Description of the task: Search the material below for the word "messages". Copy every line that has it.

▽

impl<I: KeywordIndex, S: SlugStrategy> JobListingRepository<I, S> {
    pub fn with_strategies(db: Database, config: RepositoryConfig, slugs: S, index: I) -> Self {
        Self {
            translations: TranslationStore::new(db.clone()),
            db,
            config,
            slugs,
            index,
        }
    }

    pub fn config(&self) -> &RepositoryConfig {
        &self.config
    }

    pub fn translations(&self) -> &TranslationStore {
        &self.translations
    }

    pub fn index(&self) -> &I {
        &self.index
    }

    /// Create a listing with its first translation.
    pub async fn create(&self, locale: &Locale, attrs: JobAttributes) -> Result<JobListing, DbError> {
        let id = JobListingId::new();
        self.check(id, &attrs).await?;

        let slug = self.generate_slug(id, &attrs.title, locale).await?;
        let now = Utc::now();
        let base = BaseRow {
            draft: attrs.draft.unwrap_or(false),
            published_at: attrs.published_at.unwrap_or(now),
            created_at: now,
            updated_at: now,
        };
        let translation = attrs.into_translation(locale.clone(), slug);

        let translation = self.persist(id, &base, translation).await?;
        tracing::debug!("Created job listing {} ({})", id, translation.slug);

        self.sync_index(id, &translation).await;
        self.get(id).await
    }

    /// Update a listing's translation for `locale` and any base attributes set
    /// in `attrs`.
    ///
    /// Adds the locale variant when the listing has none yet. Unset `draft`
    /// and `published_at` keep their stored values. The slug is only
    /// regenerated when the title differs from the stored one.
    pub async fn update(
        &self,
        id: JobListingId,
        locale: &Locale,
        attrs: JobAttributes,
    ) -> Result<JobListing, DbError> {
        let existing = self.base_record(id).await?;
        self.check(id, &attrs).await?;

        let current = self
            .translations
            .for_listing(id, Some(locale))
            .await?
            .into_iter()
            .next();

        let slug = match current {
            Some(t) if t.title == attrs.title => t.slug,
            _ => self.generate_slug(id, &attrs.title, locale).await?,
        };

        let base = BaseRow {
            draft: attrs.draft.unwrap_or(existing.draft),
            published_at: attrs.published_at.unwrap_or(existing.published_at),
            created_at: existing.created_at,
            updated_at: Utc::now(),
        };
        let translation = attrs.into_translation(locale.clone(), slug);

        let translation = self.persist(id, &base, translation).await?;
        tracing::debug!("Updated job listing {} in {}", id, locale);

        self.sync_index(id, &translation).await;
        self.get(id).await
    }

    /// Delete a listing together with its applications and translations.
    pub async fn delete(&self, id: JobListingId) -> Result<(), DbError> {
        self.base_record(id).await?;
        let translations = self.translations.for_listing(id, None).await?;

        self.db
            .query(DELETE_LISTING)
            .bind(("listing", id.to_string()))
            .await?
            .check()?;
        tracing::debug!("Deleted job listing {}", id);

        if self.config.search_enabled {
            for t in translations {
                let key = DocumentKey::new(id, t.locale);
                if let Err(e) = self.index.remove(&key).await {
                    tracing::warn!("Failed to remove {} from keyword index: {}", key, e);
                }
            }
        }

        Ok(())
    }

    /// Get a listing with all of its translations.
    pub async fn get(&self, id: JobListingId) -> Result<JobListing, DbError> {
        let record = self.base_record(id).await?;
        let translations = self.translations.for_listing(id, None).await?;
        record.into_listing(translations)
    }

    /// Get a listing by its slug in `locale`.
    pub async fn find_by_slug(&self, slug: &str, locale: &Locale) -> Result<JobListing, DbError> {
        let id = self
            .translations
            .slug_owner(slug, locale)
            .await?
            .ok_or_else(|| DbError::NotFound(format!("Job listing not found: {slug} ({locale})")))?;
        self.get(id).await
    }

    /// Get a listing by slug, falling back to its id.
    pub async fn find(&self, slug_or_id: &str, locale: &Locale) -> Result<JobListing, DbError> {
        if let Some(id) = self.translations.slug_owner(slug_or_id, locale).await? {
            return self.get(id).await;
        }

        match JobListingId::parse(slug_or_id) {
            Ok(id) => self.get(id).await,
            Err(_) => Err(DbError::NotFound(format!(
                "Job listing not found: {slug_or_id}"
            ))),
        }
    }

    /// At most `limit` listings, newest first. Not locale-filtered.
    pub async fn latest(&self, limit: usize) -> Result<Vec<JobListing>, DbError> {
        let mut response = self
            .db
            .query("SELECT * FROM job_listing ORDER BY created_at DESC LIMIT $limit")
            .bind(("limit", i64::try_from(limit).unwrap_or(i64::MAX)))
            .await?;

        let records: Vec<ListingRecord> = response.take(0)?;
        let ids = records
            .iter()
            .map(ListingRecord::listing_id)
            .collect::<Result<Vec<_>, _>>()?;
        let mut translations = self.translations.for_listings(&ids, None).await?;

        records
            .into_iter()
            .zip(ids)
            .map(|(record, id)| record.into_listing(translations.remove(&id).unwrap_or_default()))
            .collect()
    }

    /// [`latest`](Self::latest) with the configured default size.
    pub async fn latest_default(&self) -> Result<Vec<JobListing>, DbError> {
        self.latest(self.config.latest_limit).await
    }

    /// Listings that are live right now in `locale`.
    pub async fn live(&self, locale: Option<&Locale>) -> Result<Vec<JobListing>, DbError> {
        self.published_before(Utc::now(), locale).await
    }

    /// Non-draft listings with `published_at <= as_of` that have a
    /// translation in `locale` (or the configured default locale).
    ///
    /// The boundary is inclusive, matching [`JobListing::is_live_at`].
    pub async fn published_before(
        &self,
        as_of: DateTime<Utc>,
        locale: Option<&Locale>,
    ) -> Result<Vec<JobListing>, DbError> {
        self.fetch(&JobQuery::published_before(as_of), locale).await
    }

    /// Run a localized query.
    ///
    /// `locale` applies when the query has no locale condition of its own;
    /// without either the configured default locale is used. Returned
    /// listings carry the translation rows that satisfied the query.
    pub async fn fetch(
        &self,
        query: &JobQuery,
        locale: Option<&Locale>,
    ) -> Result<Vec<JobListing>, DbError> {
        let base = query.base_statement(LISTING_TABLE)?;
        let mut response = bind_filters(self.db.query(base.sql), base.bindings).await?;
        let records: Vec<ListingRecord> = response.take(0)?;
        if records.is_empty() {
            return Ok(Vec::new());
        }

        let ids = records
            .iter()
            .map(ListingRecord::listing_id)
            .collect::<Result<Vec<_>, _>>()?;
        let locale = locale.unwrap_or(&self.config.default_locale);
        let statement = query.translation_statement(TRANSLATION_TABLE, locale)?;
        let mut translations = self.translations.select(statement, &ids).await?;

        let mut listings = Vec::with_capacity(records.len());
        for (record, id) in records.into_iter().zip(ids) {
            if let Some(rows) = translations.remove(&id) {
                listings.push(record.into_listing(rows)?);
            }
        }

        if let Some((field, direction)) = query.translated_order() {
            listings.sort_by(|a, b| {
                let ordering = sort_key(a, field).cmp(&sort_key(b, field));
                match direction {
                    SortDirection::Asc => ordering,
                    SortDirection::Desc => ordering.reverse(),
                }
            });
        }

        if let Some(limit) = query.max_results() {
            listings.truncate(limit);
        }

        Ok(listings)
    }

    /// Keyword search over title, description, employment terms and hours.
    ///
    /// Results follow the index ranking; each carries its `locale` translation.
    pub async fn search(&self, terms: &str, locale: &Locale) -> Result<Vec<JobListing>, DbError> {
        if !self.config.search_enabled {
            return Err(DbError::SearchDisabled);
        }

        let hits = self.index.search(terms).await?;
        let mut seen = HashSet::new();
        let mut listings = Vec::new();

        for hit in hits.into_iter().filter(|h| &h.key.locale == locale) {
            if !seen.insert(hit.key.listing) {
                continue;
            }
            match self.localized(hit.key.listing, locale).await {
                Ok(listing) => listings.push(listing),
                Err(DbError::NotFound(_)) => {
                    tracing::warn!("Keyword index references missing listing {}", hit.key);
                }
                Err(e) => return Err(e),
            }
        }

        Ok(listings)
    }

    /// Rebuild the keyword index from the translation store.
    ///
    /// Returns the number of indexed documents.
    pub async fn reindex(&self) -> Result<usize, DbError> {
        if !self.config.search_enabled {
            return Err(DbError::SearchDisabled);
        }

        self.index.clear().await?;
        let rows = self.translations.all().await?;
        for (id, translation) in &rows {
            let key = DocumentKey::new(*id, translation.locale.clone());
            self.index.upsert(&key, &IndexDocument::from(translation)).await?;
        }

        tracing::info!("Rebuilt keyword index with {} documents", rows.len());
        Ok(rows.len())
    }

    async fn base_record(&self, id: JobListingId) -> Result<ListingRecord, DbError> {
        let record: Option<ListingRecord> = self.db.select((LISTING_TABLE, id.to_string())).await?;

        record.ok_or_else(|| DbError::NotFound(format!("Job listing not found: {}", id)))
    }

    async fn localized(&self, id: JobListingId, locale: &Locale) -> Result<JobListing, DbError> {
        let record = self.base_record(id).await?;
        let translations = self.translations.for_listing(id, Some(locale)).await?;
        record.into_listing(translations)
    }

    /// Presence, length and title uniqueness, reported together.
    async fn check(&self, id: JobListingId, attrs: &JobAttributes) -> Result<(), DbError> {
        let mut errors = validate(attrs).err().unwrap_or_default();

        if !attrs.title.trim().is_empty() && self.translations.title_taken(&attrs.title, id).await? {
            errors.add(JobField::Title, validation::TAKEN);
        }

        Ok(errors.into_result()?)
    }

    /// First free slug candidate for `title` in `locale`.
    ///
    /// A candidate already owned by `id` itself is reused.
    async fn generate_slug(
        &self,
        id: JobListingId,
        title: &str,
        locale: &Locale,
    ) -> Result<String, DbError> {
        let base = self.slugs.slugify(title);
        if base.is_empty() {
            return Err(ValidationErrors::single(JobField::Slug, validation::BLANK).into());
        }

        for attempt in 1..=MAX_SLUG_ATTEMPTS {
            let candidate = self.slugs.candidate(&base, attempt);
            if self.slugs.is_reserved(&candidate) {
                continue;
            }
            match self.translations.slug_owner(&candidate, locale).await? {
                Some(owner) if owner != id => continue,
                _ => return Ok(candidate),
            }
        }

        Err(ValidationErrors::single(JobField::Slug, validation::TAKEN).into())
    }

    /// Save, moving to a fresh slug when a concurrent writer took the
    /// chosen one between generation and commit.
    async fn persist(
        &self,
        id: JobListingId,
        base: &BaseRow,
        mut translation: JobTranslation,
    ) -> Result<JobTranslation, DbError> {
        for attempt in 1..=MAX_SAVE_ATTEMPTS {
            match self.save(id, base, &translation).await? {
                Saved::Committed => return Ok(translation),
                Saved::Conflict if attempt < MAX_SAVE_ATTEMPTS => {
                    tracing::debug!(
                        "Slug {} for {} lost to a concurrent write, retrying",
                        translation.slug,
                        id
                    );
                    translation.slug = self
                        .generate_slug(id, &translation.title, &translation.locale)
                        .await?;
                }
                Saved::Conflict => break,
            }
        }

        Err(ValidationErrors::single(JobField::Slug, validation::TAKEN).into())
    }

    async fn save(
        &self,
        id: JobListingId,
        base: &BaseRow,
        translation: &JobTranslation,
    ) -> Result<Saved, DbError> {
        let result = self
            .db
            .query(SAVE_LISTING)
            .bind(("listing", id.to_string()))
            .bind(("locale", translation.locale.to_string()))
            .bind(("title", translation.title.clone()))
            .bind(("draft", base.draft))
            .bind(("published_at", base.published_at.to_rfc3339()))
            .bind(("created_at", base.created_at.to_rfc3339()))
            .bind(("updated_at", base.updated_at.to_rfc3339()))
            .bind(("translation", TranslationRecord::from_translation(id, translation)))
            .await;

        let mut errors: Vec<_> = match result {
            Ok(mut response) => response.take_errors().into_iter().collect(),
            Err(e) if e.to_string().contains(RETRYABLE_CONFLICT) => return Ok(Saved::Conflict),
            Err(e) => return Err(e.into()),
        };
        if errors.is_empty() {
            return Ok(Saved::Committed);
        }

        // A failed transaction reports on every statement; look for the cause.
        let messages: Vec<String> = errors.iter().map(|(_, e)| e.to_string()).collect();
        if messages.iter().any(|m| m.contains(TITLE_TAKEN_SIGNAL)) {
            return Err(ValidationErrors::single(JobField::Title, validation::TAKEN).into());
        }
        if messages
            .iter()
            .any(|m| m.contains(SLUG_INDEX) || m.contains(RETRYABLE_CONFLICT))
        {
            return Ok(Saved::Conflict);
        }

        errors.sort_by_key(|(i, _)| *i);
        let (_, first) = errors.remove(0);
        Err(DbError::Store(first))
    }

    /// Push the indexed fields to the keyword index.
    ///
    /// Failures leave the index stale but never fail the write.
    async fn sync_index(&self, id: JobListingId, translation: &JobTranslation) {
        if !self.config.search_enabled {
            return;
        }

        let key = DocumentKey::new(id, translation.locale.clone());
        if let Err(e) = self.index.upsert(&key, &IndexDocument::from(translation)).await {
            tracing::warn!("Failed to update keyword index for {}: {}", key, e);
        }
    }
}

△

Result of this exercise:
        let messages: Vec<String> = errors.iter().map(|(_, e)| e.to_string()).collect();
        if messages.iter().any(|m| m.contains(TITLE_TAKEN_SIGNAL)) {
        if messages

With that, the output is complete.